A questo punta anche Agromed, un progetto vecchio di 15 anni di cui la Camera di commercio jonica è unico titolare e che ha un plafond di 10 milioni di euro di risorse, assegnate dal Cipe, che non si riescono a spendere. «Si attende il via libera del Mise e del Cipe per creare - spiega il presidente Vincenzo Cesareo - un hub per accompagnare le aziende agricole del bacino ionico, offrendo ai piccoli operatori servizi come lo stoccaggio, la refrigerazione, i servizi di certificazione e di tracciabilità, il confezionamento in IV gamma, con lo scopo di aumentare il potere di contrattazione dei piccoli nei confronti degli intermediari».

Agromed dovrebbe fungere da hub per il conferimento e la lavorazione per conto delle Op, per poi fare da raccordo logistico con il nodo portuale di Taranto e quello aeroportuale di Grottaglie. Insieme al recupero del gap infrastrutturale, la filiera dell'uva - come è emerso dalla ricerca Aaster condotta dallo staff di Aldo Bonomi e che è stata presentata a Taranto in occasione del viaggio Conad - ha molte sfide davanti a sé, a cominciare dalla sostenibilità sociale, la lotta al caporalato, la prova della modernizzazione e l'ostacolo della frammentazione, che resta uno dei limiti principali all'affermazione sul mercato delle aziende agricole locali.

Ritorna il tema della cooperazione, delle OP, come quella di Nicola Giuliano di Puglia Fruit: «Ne abbiamo costituita una in Puglia - spiega Giuliano - con tutti quelli che credono al nostro progetto, alla riconversione varietale, alla innovazione e chi è d'accordo diventa nostro socio».

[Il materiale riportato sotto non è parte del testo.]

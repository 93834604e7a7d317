//! Client commands - put, get, del and list against a running server.

use std::time::Duration;

use channeldb::remote::RemoteClient;
use channeldb::{GetQuery, ListQuery, Listing};
use serde_json::{Map, Value};

use crate::cli::{ClientArgs, DelArgs, GetArgs, ListArgs, PutArgs};
use crate::output::{OutputFormat, cell, print_table, print_value};

type CommandResult = Result<(), Box<dyn std::error::Error>>;

fn connect(args: &ClientArgs) -> Result<RemoteClient, channeldb::Error> {
    let base = args.url.trim_end_matches('/');
    let endpoint = if base.ends_with("/api/v0") {
        base.to_string()
    } else {
        format!("{base}/api/v0")
    };

    let client = RemoteClient::with_timeout(&endpoint, Duration::from_secs(args.timeout))?;
    if let Some(token) = &args.token {
        client.set_token(token.as_str());
    }
    Ok(client)
}

fn parse_json(raw: &str, what: &str) -> Result<Value, String> {
    serde_json::from_str(raw).map_err(|e| format!("{what} is not valid JSON: {e}"))
}

fn parse_object(raw: &str, what: &str) -> Result<Map<String, Value>, String> {
    match parse_json(raw, what)? {
        Value::Object(map) => Ok(map),
        _ => Err(format!("{what} must be a JSON object")),
    }
}

/// Write a record
pub async fn put(args: &PutArgs, format: OutputFormat) -> CommandResult {
    let data = parse_json(&args.data, "data")?;
    let event = connect(&args.client)?.put(&args.path, data).await?;

    match format {
        OutputFormat::Human => println!("put {} ({})", event.path, event.event),
        OutputFormat::Json => print_value(&serde_json::to_value(&event)?, format)?,
    }
    Ok(())
}

/// Read a record
pub async fn get(args: &GetArgs, format: OutputFormat) -> CommandResult {
    let query = GetQuery {
        projection: args
            .projection
            .as_deref()
            .map(|raw| parse_object(raw, "projection"))
            .transpose()?,
        children: args.children.then(ListQuery::new),
    };
    let entry = connect(&args.client)?.get_with(&args.path, &query).await?;

    match format {
        OutputFormat::Human => {
            print_value(entry.data().unwrap_or(&Value::Null), format)?;
            if let Some(children) = &entry.children {
                println!();
                print_listing(children, false);
            }
        }
        OutputFormat::Json => print_value(&serde_json::to_value(&entry)?, format)?,
    }
    Ok(())
}

/// Delete a subtree
pub async fn del(args: &DelArgs, format: OutputFormat) -> CommandResult {
    let event = connect(&args.client)?.del(&args.path).await?;

    match format {
        OutputFormat::Human => {
            println!("deleted {} path(s)", event.paths.len());
            for path in &event.paths {
                println!("  {path}");
            }
        }
        OutputFormat::Json => print_value(&serde_json::to_value(&event)?, format)?,
    }
    Ok(())
}

/// List a channel
pub async fn list(args: &ListArgs, format: OutputFormat) -> CommandResult {
    let query = ListQuery {
        gt: args.gt.clone(),
        lt: args.lt.clone(),
        deep: args.deep,
        reverse: args.reverse,
        values: args.values,
        limit: args.limit,
        // Bare words are text filters
        filter: args
            .filter
            .as_deref()
            .map(|raw| serde_json::from_str(raw).unwrap_or_else(|_| Value::String(raw.to_string()))),
        projection: args
            .projection
            .as_deref()
            .map(|raw| parse_object(raw, "projection"))
            .transpose()?,
    };
    let listing = connect(&args.client)?.list(&args.path, &query).await?;

    match format {
        OutputFormat::Human => {
            print_listing(&listing, args.values);
            if let Some(cursor) = &listing.cursor {
                println!();
                println!("more results: {}", serde_json::to_string(cursor)?);
            }
        }
        OutputFormat::Json => print_value(&serde_json::to_value(&listing)?, format)?,
    }
    Ok(())
}

fn print_listing(listing: &Listing, values: bool) {
    if listing.data.is_empty() {
        println!("(empty)");
        return;
    }
    let rows: Vec<Vec<String>> = listing
        .data
        .iter()
        .map(|entry| {
            let mut row = vec![entry.path().unwrap_or("").to_string()];
            if values {
                row.push(cell(entry.data()));
            }
            row
        })
        .collect();
    let headers: &[&str] = if values { &["PATH", "DATA"] } else { &["PATH"] };
    print_table(headers, &rows);
}
//!
//! channeldb: hierarchical, path-addressed records over an ordered key-value store.
//!
//! ## Core Concepts
//!
//! * **Paths (`path`)**: Filesystem-like addresses such as `/users/alice`. Each path
//!   decomposes into a *channel* (its parent) and a *key* (its last segment), and
//!   maps onto a flat storage key `!<channel>!<key>` so that the children of a
//!   channel sort contiguously.
//! * **Backends (`backend::KeyValueStore`)**: The pluggable ordered store the records
//!   live in. `backend::InMemory` is the bundled implementation.
//! * **Channels (`channel::Channels`)**: put/get/del/list over paths. Writing a record
//!   materializes every missing ancestor channel; deleting a path removes its subtree.
//!   Listing supports deep scans, bounds, reverse order, filters, projections and
//!   cursor pagination.
//! * **Handles (`channel::Channel`)**: Cheap views bound to one path.
//! * **Events (`channel::Event`)**: One listener per `Channels` instance observes every
//!   successful put and del.
//! * **Remote (`remote`)**: A JSON request/response binding, with a reqwest client and
//!   an axum router serving a `Channels` instance.

pub mod backend;
pub mod channel;
pub mod clock;
pub mod constants;
pub mod path;
pub mod remote;

pub use channel::{
    Channel, ChannelError, Channels, Cursor, DelEvent, Entry, Event, EventListener, GetQuery,
    ListQuery, Listing, PutEvent,
};
#[cfg(any(test, feature = "testing"))]
pub use clock::FixedClock;
pub use clock::{Clock, SystemClock};

/// Result type used throughout the channeldb library.
pub type Result<T> = std::result::Result<T, Error>;

/// Common error type for the channeldb library.
#[derive(Debug, thiserror::Error)]
pub enum Error {
    #[error("I/O error: {0}")]
    Io(#[from] std::io::Error),

    #[error("Serialization error: {0}")]
    Serialize(#[from] serde_json::Error),

    /// Structured channel errors from the channel module
    #[error(transparent)]
    Channel(channel::ChannelError),

    /// Structured store errors from the backend module
    #[error(transparent)]
    Backend(backend::BackendError),

    /// Malformed paths or storage keys
    #[error(transparent)]
    Path(path::PathError),

    /// Structured errors from the remote binding
    #[error(transparent)]
    Remote(remote::RemoteError),
}

impl Error {
    /// Get the originating module for this error.
    pub fn module(&self) -> &'static str {
        match self {
            Error::Channel(_) => "channel",
            Error::Backend(_) => "backend",
            Error::Path(_) => "path",
            Error::Remote(_) => "remote",
            Error::Io(_) => "io",
            Error::Serialize(_) => "serialize",
        }
    }

    /// Check if this error indicates a record was not found.
    pub fn is_not_found(&self) -> bool {
        match self {
            Error::Channel(channel_err) => channel_err.is_not_found(),
            Error::Backend(backend_err) => backend_err.is_not_found(),
            Error::Remote(remote_err) => remote_err.status() == Some(404),
            _ => false,
        }
    }

    /// Check if this error is a data validation failure.
    pub fn is_validation_error(&self) -> bool {
        match self {
            Error::Channel(channel_err) => channel_err.is_validation_error(),
            _ => false,
        }
    }

    /// Check if this error was caused by a malformed path.
    pub fn is_invalid_path(&self) -> bool {
        match self {
            Error::Channel(channel_err) => channel_err.is_invalid_path(),
            Error::Path(path_err) => path_err.is_invalid_path(),
            _ => false,
        }
    }

    /// Check if this error is store-related.
    pub fn is_backend_error(&self) -> bool {
        matches!(self, Error::Backend(_))
    }

    /// Check if this error is I/O related.
    pub fn is_io_error(&self) -> bool {
        match self {
            Error::Io(_) => true,
            Error::Backend(backend_err) => backend_err.is_io_error(),
            _ => false,
        }
    }

    /// Check if a remote call failed without receiving a response.
    pub fn is_transport_error(&self) -> bool {
        match self {
            Error::Remote(remote_err) => remote_err.is_transport_error(),
            _ => false,
        }
    }

    /// HTTP-style status code for this error.
    ///
    /// Caller errors map to 4xx. A rejection received from a remote server
    /// keeps the server's status. Everything else is 500.
    pub fn status_code(&self) -> u16 {
        match self {
            Error::Channel(channel_err) => channel_err.status_code(),
            Error::Path(path_err) if path_err.is_invalid_path() => 400,
            Error::Remote(remote_err) => remote_err.status().unwrap_or(500),
            _ => 500,
        }
    }
}

impl From<path::PathError> for Error {
    fn from(err: path::PathError) -> Self {
        Error::Path(err)
    }
}
//! The list pipeline: range scan, decode, project, filter, paginate.

use serde_json::{Map, Value};

use super::filter::{excludes, project};
use super::{ChannelError, Channels, Cursor, Entry, ListQuery, Listing};
use crate::Result;
use crate::backend::ScanRange;
use crate::path::{self, KeyRange};

impl Channels {
    /// Lists the records below `path`.
    ///
    /// Without `deep` only direct children are listed; with `deep` the whole
    /// subtree is, direct children first. `limit` caps the rows *scanned*:
    /// when a filter drops rows the page holds fewer than `limit` entries
    /// even though more matches may follow, and the returned cursor resumes
    /// right after the last entry the page does hold. A zero limit means no
    /// limit.
    ///
    /// The filter sees each entry's data after projection, so a field the
    /// projection removes can no longer match.
    ///
    /// A cursor is returned only when a limit was given, the scan filled it,
    /// and at least one entry survived filtering.
    pub async fn list(&self, path: &str, query: &ListQuery) -> Result<Listing> {
        path::validate(path).map_err(ChannelError::from)?;
        let base = path::parse(path).path;

        let mut ranges = scan_ranges(&base, query)?;
        if query.reverse {
            ranges.reverse();
        }

        let max_rows = query.limit.filter(|&limit| limit > 0);
        let mut rows = Vec::new();
        for range in ranges {
            let limit = match max_rows {
                Some(limit) if rows.len() >= limit => break,
                Some(limit) => Some(limit - rows.len()),
                None => None,
            };
            rows.extend(
                self.backend()
                    .list(ScanRange {
                        gt: range.gt,
                        lt: range.lt,
                        reverse: query.reverse,
                        values: query.values,
                        limit,
                    })
                    .await?,
            );
        }
        let scanned = rows.len();

        let mut data = Vec::with_capacity(rows.len());
        let mut last_path = None;
        for row in rows {
            let parsed = path::decode_storage_key(&row.key)?;
            let value = if query.values { row.value } else { None };

            let record_path = parsed.path.clone();
            let entry = Entry::new(parsed, value);
            let entry = match &query.projection {
                Some(projection) => project_entry(&entry, projection)?,
                None => entry,
            };

            if let (true, Some(filter)) = (query.values, &query.filter) {
                if excludes(entry.data.as_ref().unwrap_or(&Value::Null), filter) {
                    continue;
                }
            }

            last_path = Some(record_path);
            data.push(entry);
        }

        let cursor = match (max_rows, last_path) {
            (Some(limit), Some(last)) if scanned >= limit => {
                Some(Cursor::after(query, path::relative_key(&base, &last)))
            }
            _ => None,
        };

        tracing::trace!(
            path = %base,
            scanned,
            returned = data.len(),
            more = cursor.is_some(),
            "Listed channel"
        );
        Ok(Listing { data, cursor })
    }
}

/// Storage-key ranges for `query`, ascending, with empty ranges removed.
fn scan_ranges(base: &str, query: &ListQuery) -> Result<Vec<KeyRange>> {
    let bound = |relative: &Option<String>| {
        relative
            .as_deref()
            .filter(|r| !r.is_empty())
            .map(|r| path::bound_key(base, r).map_err(ChannelError::from))
            .transpose()
    };
    let gt = bound(&query.gt)?;
    let lt = bound(&query.lt)?;

    let ranges = if query.deep {
        path::subtree_ranges(base)
    } else {
        vec![path::child_range(base)]
    };
    Ok(ranges
        .iter()
        .filter_map(|range| range.clamp(gt.as_deref(), lt.as_deref()))
        .collect())
}

/// Applies a projection to a whole entry (path, channel, key and data).
pub(super) fn project_entry(entry: &Entry, projection: &Map<String, Value>) -> Result<Entry> {
    let projected = project(&serde_json::to_value(entry)?, projection);
    Ok(serde_json::from_value(projected)?)
}
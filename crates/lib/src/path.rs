//! Path parsing and the storage-key codec.
//!
//! Records are addressed by filesystem-like paths (`/users/alice`). A path is
//! decomposed into its *channel* (everything but the last segment) and its
//! *key* (the last segment). Physically a record lives under the storage key
//! `!<channel>!<key>`, so every direct child of a channel sorts contiguously
//! and a channel can be listed with a single prefix range scan.
//!
//! # Examples
//!
//! ```rust
//! use channeldb::path::{decode_storage_key, encode_storage_key, parse};
//!
//! let parsed = parse("//users/alice/");
//! assert_eq!(parsed.path, "/users/alice");
//! assert_eq!(parsed.channel, "/users");
//! assert_eq!(parsed.key, "alice");
//!
//! let raw = encode_storage_key(&parsed.channel, &parsed.key);
//! assert_eq!(raw, "!/users!alice");
//! assert_eq!(decode_storage_key(&raw).unwrap(), parsed);
//! ```

use serde::Serialize;
use thiserror::Error;

use crate::constants::{DELIMITER, ROOT, SENTINEL, SEPARATOR};

/// Errors raised while validating paths or decoding storage keys.
#[non_exhaustive]
#[derive(Debug, Error, PartialEq, Eq)]
pub enum PathError {
    /// The path contains a reserved character.
    #[error("Invalid path '{path}': {reason}")]
    InvalidPath { path: String, reason: String },

    /// A raw key read back from the store is not a well-formed storage key.
    #[error("Invalid storage key '{key}'")]
    InvalidStorageKey { key: String },
}

impl PathError {
    /// Check if this error was caused by a user-supplied path.
    pub fn is_invalid_path(&self) -> bool {
        matches!(self, PathError::InvalidPath { .. })
    }
}

/// A normalized path decomposed into channel and key.
#[derive(Debug, Clone, PartialEq, Eq, Serialize)]
pub struct ParsedPath {
    /// Canonical path: `channel + slash + key`.
    pub path: String,
    /// Parent path. `/` for top-level records and for the root itself.
    pub channel: String,
    /// Final segment. Empty for the root record.
    pub key: String,
    /// `/` unless the channel is the root.
    pub slash: &'static str,
}

impl ParsedPath {
    /// Builds a parsed path from an already-normalized channel and key.
    pub fn from_parts(channel: impl Into<String>, key: impl Into<String>) -> Self {
        let channel = channel.into();
        let key = key.into();
        let slash = if channel == ROOT { "" } else { "/" };
        Self {
            path: format!("{channel}{slash}{key}"),
            channel,
            key,
            slash,
        }
    }

    /// True for the root record (`/`).
    pub fn is_root(&self) -> bool {
        self.channel == ROOT && self.key.is_empty()
    }

    /// The storage key this path is written under.
    pub fn storage_key(&self) -> String {
        encode_storage_key(&self.channel, &self.key)
    }
}

/// An exclusive `(gt, lt)` storage-key range.
#[derive(Debug, Clone, PartialEq, Eq)]
pub struct KeyRange {
    pub gt: String,
    pub lt: String,
}

impl KeyRange {
    /// Narrow this range by optional lower and upper bounds.
    ///
    /// Returns `None` when the narrowed range is empty.
    pub fn clamp(&self, gt: Option<&str>, lt: Option<&str>) -> Option<KeyRange> {
        let gt = match gt {
            Some(bound) if bound > self.gt.as_str() => bound.to_string(),
            _ => self.gt.clone(),
        };
        let lt = match lt {
            Some(bound) if bound < self.lt.as_str() => bound.to_string(),
            _ => self.lt.clone(),
        };
        (gt < lt).then_some(KeyRange { gt, lt })
    }
}

/// Parses a raw path into its normalized components.
///
/// Doubled separators are collapsed and leading/trailing separators are
/// stripped. An empty input is the root. Parsing is idempotent:
/// `parse(&parse(p).path) == parse(p)`.
pub fn parse(raw: &str) -> ParsedPath {
    let segments: Vec<&str> = raw
        .split(SEPARATOR)
        .filter(|segment| !segment.is_empty())
        .collect();

    match segments.split_last() {
        None => ParsedPath::from_parts(ROOT, ""),
        Some((key, parents)) => {
            let channel = format!("{ROOT}{}", parents.join("/"));
            ParsedPath::from_parts(channel, *key)
        }
    }
}

/// Rejects paths containing the reserved delimiter or the scan sentinel.
pub fn validate(raw: &str) -> Result<(), PathError> {
    if raw.contains(DELIMITER) {
        return Err(PathError::InvalidPath {
            path: raw.to_string(),
            reason: format!("the '{DELIMITER}' character is reserved"),
        });
    }
    if raw.contains(SENTINEL) {
        return Err(PathError::InvalidPath {
            path: raw.escape_debug().to_string(),
            reason: "the U+10FFFF character is reserved".to_string(),
        });
    }
    Ok(())
}

/// Joins `sub` onto `base` and normalizes the result.
///
/// `sub` is always treated as relative to `base`, so a leading separator in
/// `sub` does not reset to the root.
pub fn join(base: &str, sub: &str) -> String {
    parse(&format!("{base}{SEPARATOR}{sub}")).path
}

/// Encodes `(channel, key)` as `!<channel>!<key>`.
pub fn encode_storage_key(channel: &str, key: &str) -> String {
    format!("{DELIMITER}{channel}{DELIMITER}{key}")
}

/// Decodes a storage key back into its path components.
pub fn decode_storage_key(raw: &str) -> Result<ParsedPath, PathError> {
    raw.strip_prefix(DELIMITER)
        .and_then(|rest| rest.split_once(DELIMITER))
        .map(|(channel, key)| ParsedPath::from_parts(channel, key))
        .ok_or_else(|| PathError::InvalidStorageKey {
            key: raw.to_string(),
        })
}

/// Storage-key range holding the direct children of `path`.
pub fn child_range(path: &str) -> KeyRange {
    let prefix = encode_storage_key(&parse(path).path, "");
    KeyRange {
        lt: format!("{prefix}{SENTINEL}"),
        gt: prefix,
    }
}

/// Ascending storage-key ranges covering every descendant of `path`.
///
/// Direct children live under `!<path>!`; deeper descendants live under
/// channels prefixed by `<path>/`. Since the delimiter sorts before the
/// separator, the direct-children range comes first. Keys of unrelated
/// siblings such as `/a-b` may sort between the two ranges, which is why a
/// subtree needs two ranges rather than one.
///
/// For the root every key other than the root record itself is a
/// descendant; the two ranges are split around the root record's key.
pub fn subtree_ranges(path: &str) -> Vec<KeyRange> {
    let path = parse(path).path;
    if path == ROOT {
        let root_key = encode_storage_key(ROOT, "");
        let everything = format!("{DELIMITER}{ROOT}");
        return vec![
            KeyRange {
                gt: everything.clone(),
                lt: root_key.clone(),
            },
            KeyRange {
                gt: root_key,
                lt: format!("{everything}{SENTINEL}"),
            },
        ];
    }

    let nested = format!("{DELIMITER}{path}{SEPARATOR}");
    vec![
        child_range(&path),
        KeyRange {
            lt: format!("{nested}{SENTINEL}"),
            gt: nested,
        },
    ]
}

/// Returns `path` relative to `base`, e.g. `b/c` for `/a/b/c` under `/a`.
pub fn relative_key(base: &str, path: &str) -> String {
    let base = parse(base).path;
    let rest = if base == ROOT {
        path.strip_prefix(ROOT)
    } else {
        path.strip_prefix(base.as_str())
            .and_then(|rest| rest.strip_prefix(SEPARATOR))
    };
    rest.unwrap_or(path).to_string()
}

/// Maps a boundary relative to `base` onto the storage key it denotes.
pub fn bound_key(base: &str, relative: &str) -> Result<String, PathError> {
    validate(relative)?;
    Ok(parse(&join(base, relative)).storage_key())
}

L'altra sfida è la ricerca applicata con uno sforzo di modernizzazione delle cultivar che è principalmente in capo ad alcuni grandi operatori, ma anche a programmi di breeding sviluppati a livello sia pubblico che privato, per lanciare nuove varietà di uva. «E quando accade - conclude La Penna - questo vuol dire allungare la stagionalità dell'uva e quindi dare più lavoro agli operai agricoli».